Normally, a coolant supply system for a machine tool provides coolant flow at the headwall and at the tool holder. Typically, these coolant flow outlets are either on or off at the same time, since there is only one coolant pump serving these outlets and the pump is either operated on or off. Also, the coolant outlets are provided with manually operable valves that can be selectively turned on or off manually. However, there is no provision for automatically turning off selected coolant outlets during a particular phase of a preprogrammed automatic machining operation to increase coolant flow at a particular location in the machine tool.
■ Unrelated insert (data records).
use std::path::Path;
use std::sync::Arc;

use redb::{Database, ReadableTable, TableDefinition};
use tracing::debug;

use crate::error::{storage, KVError};
use crate::traits::{KVStore, WriteBatch};

const TABLE: TableDefinition<&str, &[u8]> = TableDefinition::new("kv");

/// RedbStore is a KVStore backed by redb, a pure-Rust embedded
/// key-value database. Every write runs in its own serializable write
/// transaction, which is what makes [`KVStore::commit`] atomic.
pub struct RedbStore {
    db: Arc<Database>,
}

impl RedbStore {
    /// Open or create a redb database at the given path.
    pub fn open(path: &Path) -> Result<Self, KVError> {
        let db = Database::create(path).map_err(storage)?;

        // Create the table up front so readers never see "table does not exist".
        let write_txn = db.begin_write().map_err(storage)?;
        {
            let _table = write_txn.open_table(TABLE).map_err(storage)?;
        }
        write_txn.commit().map_err(storage)?;

        Ok(Self { db: Arc::new(db) })
    }
}

impl KVStore for RedbStore {
    fn get(&self, key: &str) -> Result<Option<Vec<u8>>, KVError> {
        let read_txn = self.db.begin_read().map_err(storage)?;
        let table = read_txn.open_table(TABLE).map_err(storage)?;

        match table.get(key) {
            Ok(Some(val)) => Ok(Some(val.value().to_vec())),
            Ok(None) => Ok(None),
            Err(e) => Err(storage(e)),
        }
    }

    fn set(&self, key: &str, value: &[u8]) -> Result<(), KVError> {
        let write_txn = self.db.begin_write().map_err(storage)?;
        {
            let mut table = write_txn.open_table(TABLE).map_err(storage)?;
            table.insert(key, value).map_err(storage)?;
        }
        write_txn.commit().map_err(storage)?;
        Ok(())
    }

    fn delete(&self, key: &str) -> Result<(), KVError> {
        let write_txn = self.db.begin_write().map_err(storage)?;
        {
            let mut table = write_txn.open_table(TABLE).map_err(storage)?;
            table.remove(key).map_err(storage)?;
        }
        write_txn.commit().map_err(storage)?;
        Ok(())
    }

    fn batch_set(&self, entries: &[(&str, &[u8])]) -> Result<(), KVError> {
        let write_txn = self.db.begin_write().map_err(storage)?;
        {
            let mut table = write_txn.open_table(TABLE).map_err(storage)?;
            for (key, value) in entries {
                table.insert(*key, *value).map_err(storage)?;
            }
        }
        write_txn.commit().map_err(storage)?;
        Ok(())
    }

    fn batch_delete(&self, keys: &[&str]) -> Result<(), KVError> {
        let write_txn = self.db.begin_write().map_err(storage)?;
        {
            let mut table = write_txn.open_table(TABLE).map_err(storage)?;
            for key in keys {
                table.remove(*key).map_err(storage)?;
            }
        }
        write_txn.commit().map_err(storage)?;
        Ok(())
    }

    fn scan(&self, prefix: &str) -> Result<Vec<(String, Vec<u8>)>, KVError> {
        let read_txn = self.db.begin_read().map_err(storage)?;
        let table = read_txn.open_table(TABLE).map_err(storage)?;

        let mut results = Vec::new();
        let iter = table.range(prefix..).map_err(storage)?;

        for entry in iter {
            let entry = entry.map_err(storage)?;
            let key = entry.0.value().to_string();
            if !key.starts_with(prefix) {
                break;
            }
            results.push((key, entry.1.value().to_vec()));
        }

        Ok(results)
    }

    fn commit(&self, batch: &WriteBatch) -> Result<bool, KVError> {
        let write_txn = self.db.begin_write().map_err(storage)?;

        let failed_guard = {
            let table = write_txn.open_table(TABLE).map_err(storage)?;
            let mut failed = None;
            for guard in &batch.guards {
                let current = table
                    .get(guard.key.as_str())
                    .map_err(storage)?
                    .map(|v| v.value().to_vec());
                if current != guard.expected {
                    failed = Some(guard.key.clone());
                    break;
                }
            }
            failed
        };

        if let Some(key) = failed_guard {
            debug!("commit rejected: guard on {:?} no longer holds", key);
            write_txn.abort().map_err(storage)?;
            return Ok(false);
        }

        {
            let mut table = write_txn.open_table(TABLE).map_err(storage)?;
            for (key, value) in &batch.puts {
                table.insert(key.as_str(), value.as_slice()).map_err(storage)?;
            }
            for key in &batch.deletes {
                table.remove(key.as_str()).map_err(storage)?;
            }
        }
        write_txn.commit().map_err(storage)?;
        Ok(true)
    }
}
In a computerized numerically controlled machine tool, the various machining operations to produce a specific part are typically preprogrammed by an operator. Operations such as drilling, facing, cut-off, etc. are done by the machine automatically without intervention from the operator. During these operations, coolant flows are needed to prevent the part and the tools from overheating, to provide a means of lubrication for the cutting tools, to minimize thermal growth for the part being machined and the cutting tool that could otherwise cause errors in the parts being machined, etc. Coolant flow typically would be maintained at the headwall and the turret outlets. Therefore, during a drilling operation, the headwall outlet which would typically be directing coolant flow on the outside of a workpiece would be on, including a coolant flow outlet that directs coolant flow to the inside of the workpiece.
During a drilling operation, or any inside diameter machining operation, it is advantageous to increase the coolant flow directed to the inside of the workpiece, where most of the work and energy are being expended. This feature is not currently available in prior art coolant supply systems.
There is therefore a need for a coolant supply system for a machine tool wherein coolant flow directed to a particular portion of a workpiece can be selectively increased to meet the demand of the machining operation.